Ernesto Wayne viveu a literatura de sua época e isso desde a fundação do grupo de Bagé — formado pelos artistas plásticos Glênio Bianchetti e Glauco Rodrigues e pelo também poeta Jaci Maraschin — até o fim de seus dias, ao que me consta. Sei que muitas pessoas e críticos gostam de classificar geograficamente os escritores. Segundo essa ordenação, o sujeito pode ser tanto um autor universal, nacional, regional ou local. Na minha memória, o seu Ernesto (desculpem, mas sempre o chamei assim) está junto com os livros dos poetas que me mostrou e através dos quais travei contato pela primeira vez, protegido do inverno bageense e do açoitador vento minuano, com os versos de Ezra Pound, Fernando Pessoa, T. S. Eliot, Drummond, Quintana, Neruda, Bandeira, Vinicius e mais uma lista interminável.
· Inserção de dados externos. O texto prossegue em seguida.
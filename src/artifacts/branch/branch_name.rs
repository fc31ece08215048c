use crate::artifacts::branch::{DEFAULT_BRANCH, INVALID_BRANCH_NAME_REGEX};
use crate::errors::{Error, Result};
use regex::Regex;
use std::path::PathBuf;
use std::sync::LazyLock;

/// Prefix of every branch ref, relative to the metadata directory
pub const REF_PREFIX: &str = "refs/heads/";

static INVALID_BRANCH_NAME_PATTERN: LazyLock<std::result::Result<Regex, regex::Error>> =
    LazyLock::new(|| Regex::new(INVALID_BRANCH_NAME_REGEX));

/// A validated branch name such as `master` or `feature/login`
#[derive(Debug, Clone, PartialEq, Eq, Hash, PartialOrd, Ord)]
pub struct BranchName(String);

impl BranchName {
    pub fn try_parse(name: impl Into<String>) -> Result<Self> {
        let name = name.into();

        if name.is_empty() {
            return Err(Error::InvalidBranchName(
                "branch name cannot be empty".to_string(),
            ));
        }

        let re = INVALID_BRANCH_NAME_PATTERN
            .as_ref()
            .map_err(|e| Error::InvalidState(format!("invalid branch name regex: {e}")))?;

        if re.is_match(&name) {
            Err(Error::InvalidBranchName(name))
        } else {
            Ok(Self(name))
        }
    }

    /// Parse the target of a symbolic ref, e.g. `refs/heads/master`
    pub fn try_parse_ref_path(ref_path: &str) -> Result<Self> {
        let name = ref_path.strip_prefix(REF_PREFIX).ok_or_else(|| {
            Error::InvalidRepository(format!(
                "symbolic ref must start with '{REF_PREFIX}', got '{ref_path}'"
            ))
        })?;

        Self::try_parse(name)
    }

    pub fn default_branch() -> Self {
        Self(DEFAULT_BRANCH.to_string())
    }

    /// `refs/heads/<name>`
    pub fn to_ref_path(&self) -> String {
        format!("{REF_PREFIX}{}", self.0)
    }

    /// Location of the ref file relative to the heads directory
    pub fn to_path(&self) -> PathBuf {
        PathBuf::from(&self.0)
    }
}

impl AsRef<str> for BranchName {
    fn as_ref(&self) -> &str {
        &self.0
    }
}

impl std::fmt::Display for BranchName {
    fn fmt(&self, f: &mut std::fmt::Formatter<'_>) -> std::fmt::Result {
        write!(f, "{}", self.0)
    }
}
Pouco me importa se ele seja melhor conhecido aqui ou ali, porque é ao lado desses nomes que para mim estará sempre o desse afiador de versos.

Abaixo, transcrevo do seu Extrato de Conta o poema que o intitula.

 

 

Extrato de Conta    

 

 

Meu corpo coração tem

Com duas pontes, ramal

Que desvia e passa além

 

Do estreito e triste canal

Que entupir meu peito vem

De pesares em geral.

 

Minha alma tem também

Coração, mas esse tal

Vai mal, mal bate, meu bem!

 

Garranchos do meu final

No eletrocardiograma

Da alma que vai muito mal.

 

Tão mal que a Velha Dama

A mim, deficiente da alma,

Quer levar, porém reclama

 

Que relate, antes, com calma

O que fiz de anjo ou de cobra:

— De bem pouco levo a palma,

 

Pago o que a vida me cobra,

Quitada a dívida, a conta,

Somo e reparto o que sobra.

 

Obra que não está pronta,

Um que outro amigo disperso

E bens de nenhuma monta.

 

Do azul licor do universo

Que doido sorvi outrora

Resta um pouco em cada verso.

 

Do que fui, que fica agora?

— Um resquício, ralo caldo.

Pago juros de mora,

 

De saudade tenho um saldo,

Mocidade na memória,

Recordação de respaldo:

 

A minha mulher Vitória,

As minhas sete crianças,

Minha existência ilusória.

 

Raspo em banco de lembranças

A minha conta-corrente:

Descontadas as cobranças

 

Disponíveis ao cliente

Rasos créditos escassos

Com que velho me sustente.

 

Descaminhos de meus passos,

Meus depósitos de ventos,

Meus grosseiros erros crassos.

 

A dor de tantos momentos

Não sei onde começou,

Termina nestes lamentos.

 

E do que fui, do que sou

Não me sobrou uma estética,

Luta sim, talvez sobrou.

 

Mais um certo senso de ética

Por sobre o viver diário

Numa visão meio cética.

 

Contas perdi do rosário,

As que restam arroladas

Vão aqui neste sumário,

 

Sem ordem, desarrumadas,

Em anos de desenganos,

A seguir discriminadas:

 

Me ficam perdas e danos;

Dos raros ganhos nem rasto,

Se dissiparam insanos

 

Na alma não tenho pro gasto.

 

maio, 2017

 

 

Lucio Carvalho (Bagé/RS, 1971). Autor de A aposta (Ed. Movimento), Inclusão em pauta (Ed. do Autor) e do blogue Em meia palavra. Tem atuado como editor e articulista em revistas culturais, portais, agências de notícias e veículos de imprensa. Escreve ficção, poesia e crítica literária.